Bölge İdare Mahkemesi kararının özeti: Bölge İdare Mahkemesince; istinaf başvurusuna konu Vergi Mahkemesi kararının usul ve hukuka uygun olduğu ve davalı tarafından ileri sürülen iddiaların söz konusu kararın kaldırılmasını sağlayacak nitelikte görülmediği belirtilerek 2577 sayılı İdari Yargılama Usulü Kanunu'nun 45. maddesinin 3. fıkrası uyarınca istinaf başvurusunun reddine karar verilmiştir.
TEMYİZ EDENİN İDDİALARI : Davalı idare tarafından, temyize konu kararın olan hüküm fıkralarının bozulması gerektiği ileri sürülmektedir.

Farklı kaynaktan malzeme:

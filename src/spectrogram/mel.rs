// Mel module - triangular mel filterbank over STFT power spectra

/// Number of mel bands
pub const N_MELS: usize = 128;

/// Triangular filters mapping `n_fft / 2 + 1` STFT bins onto mel bands
pub struct MelFilterBank {
    filters: Vec<Vec<f32>>,
    fmin: f32,
    fmax: f32,
}

impl MelFilterBank {
    /// Create `n_mels` filters spaced evenly on the mel scale between `fmin` and `fmax`
    pub fn new(n_fft: usize, n_mels: usize, sample_rate: u32, fmin: f32, fmax: f32) -> Self {
        let n_freqs = n_fft / 2 + 1;
        let freq_bins: Vec<f32> = (0..n_freqs)
            .map(|i| i as f32 * sample_rate as f32 / n_fft as f32)
            .collect();

        let mel_min = hz_to_mel(fmin);
        let mel_max = hz_to_mel(fmax);
        let mel_points: Vec<f32> = (0..n_mels + 2)
            .map(|i| mel_to_hz(mel_min + (mel_max - mel_min) * i as f32 / (n_mels + 1) as f32))
            .collect();

        let mut filters = vec![vec![0.0; n_freqs]; n_mels];
        for (i, filter) in filters.iter_mut().enumerate() {
            let left = mel_points[i];
            let center = mel_points[i + 1];
            let right = mel_points[i + 2];

            for (j, &freq) in freq_bins.iter().enumerate() {
                if freq >= left && freq <= center && center > left {
                    filter[j] = (freq - left) / (center - left);
                } else if freq > center && freq <= right && right > center {
                    filter[j] = (right - freq) / (right - center);
                }
            }
        }

        Self {
            filters,
            fmin,
            fmax,
        }
    }

    pub fn n_mels(&self) -> usize {
        self.filters.len()
    }

    pub fn fmin(&self) -> f32 {
        self.fmin
    }

    pub fn fmax(&self) -> f32 {
        self.fmax
    }

    /// Apply the filterbank to a `[bin][frame]` power spectrogram, giving `[mel][frame]`
    pub fn apply(&self, power: &[Vec<f32>]) -> Vec<Vec<f32>> {
        let frames = power.first().map(Vec::len).unwrap_or(0);
        self.filters
            .iter()
            .map(|filter| {
                (0..frames)
                    .map(|frame| {
                        filter
                            .iter()
                            .zip(power.iter())
                            .filter(|(weight, _)| **weight > 0.0)
                            .map(|(weight, bin)| weight * bin[frame])
                            .sum()
                    })
                    .collect()
            })
            .collect()
    }
}

/// Hz to mel (HTK formula)
pub fn hz_to_mel(hz: f32) -> f32 {
    2595.0 * (1.0 + hz / 700.0).log10()
}

/// Mel to Hz (HTK formula)
pub fn mel_to_hz(mel: f32) -> f32 {
    700.0 * (10.0_f32.powf(mel / 2595.0) - 1.0)
}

KARŞI TARAFIN SAVUNMASI : Cevap verilmemiştir.
TETKİK HÂKİMİ : ...
DÜŞÜNCESİ : Temyiz isteminin reddi ile usul ve yasaya uygun olan Bölge İdare Mahkemesi kararının onanması gerektiği düşünülmektedir.
TÜRK MİLLETİ ADINA
Karar veren Danıştay Dördüncü Dairesince, Tetkik Hâkiminin açıklamaları dinlendikten ve dosyadaki belgeler incelendikten sonra gereği görüşüldü:
İNCELEME VE GEREKÇE :
Davalı idarenin dilekçesinde kararın ... tarih ve ..., ..., ..., ..., ..., ..., ... nolu vergi ceza ihbarnamelerine ilişkin olarak ileri sürülen iddialar dayandığı gerekçeler karşısında yerinde ve kararın bu kısmının bozulmasını sağlayacak nitelikte bulunmamıştır.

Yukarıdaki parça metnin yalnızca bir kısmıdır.